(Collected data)
____________________

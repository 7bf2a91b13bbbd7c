//! Routebot server - route planning and path following over HTTP.

use anyhow::Result;
use axum::routing::get;
use std::net::SocketAddr;
use std::sync::Arc;
use tower_http::cors::CorsLayer;
use tower_http::trace::TraceLayer;
use tracing_subscriber::{layer::SubscriberExt, util::SubscriberInitExt};

use routebot_server::config::Config;
use routebot_server::routes_file::load_routes_file;
use routebot_server::state::AppState;
use routebot_server::{api, persistence};

#[tokio::main]
async fn main() -> Result<()> {
    tracing_subscriber::registry()
        .with(tracing_subscriber::fmt::layer())
        .with(tracing_subscriber::EnvFilter::from_default_env()
            .add_directive("routebot_server=debug".parse()?))
        .init();

    tracing::info!("Starting routebot server...");

    let config = Config::from_env();
    let port = config.server_port;

    let config_routes = match config.routes_config_path.as_deref() {
        Some(path) => load_routes_file(path)?,
        None => Vec::new(),
    };

    let db = persistence::init_database(&config.database_path, config.database_max_connections)
        .await?;
    let state = Arc::new(AppState::with_database(db, config, config_routes));
    state.load_from_database().await?;

    let app = api::routes()
        .route("/health", get(|| async { "OK" }))
        .with_state(state.clone())
        .layer(TraceLayer::new_for_http())
        .layer(CorsLayer::permissive());

    let addr = SocketAddr::from(([0, 0, 0, 0], port));
    tracing::info!("Listening on {}", addr);

    let listener = tokio::net::TcpListener::bind(addr).await?;
    axum::serve(listener, app)
        .with_graceful_shutdown(shutdown_signal())
        .await?;

    state.stop_follower();
    tracing::info!("Server stopped");
    Ok(())
}

async fn shutdown_signal() {
    if let Err(err) = tokio::signal::ctrl_c().await {
        tracing::warn!("Failed to listen for shutdown signal: {}", err);
        std::future::pending::<()>().await;
    }
}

____________________

# What the task asks
Each line above with the string "config" should be reported in full.

# Answer to this problem
use routebot_server::config::Config;
    let config = Config::from_env();
    let port = config.server_port;
    let config_routes = match config.routes_config_path.as_deref() {
    let db = persistence::init_database(&config.database_path, config.database_max_connections)
    let state = Arc::new(AppState::with_database(db, config, config_routes));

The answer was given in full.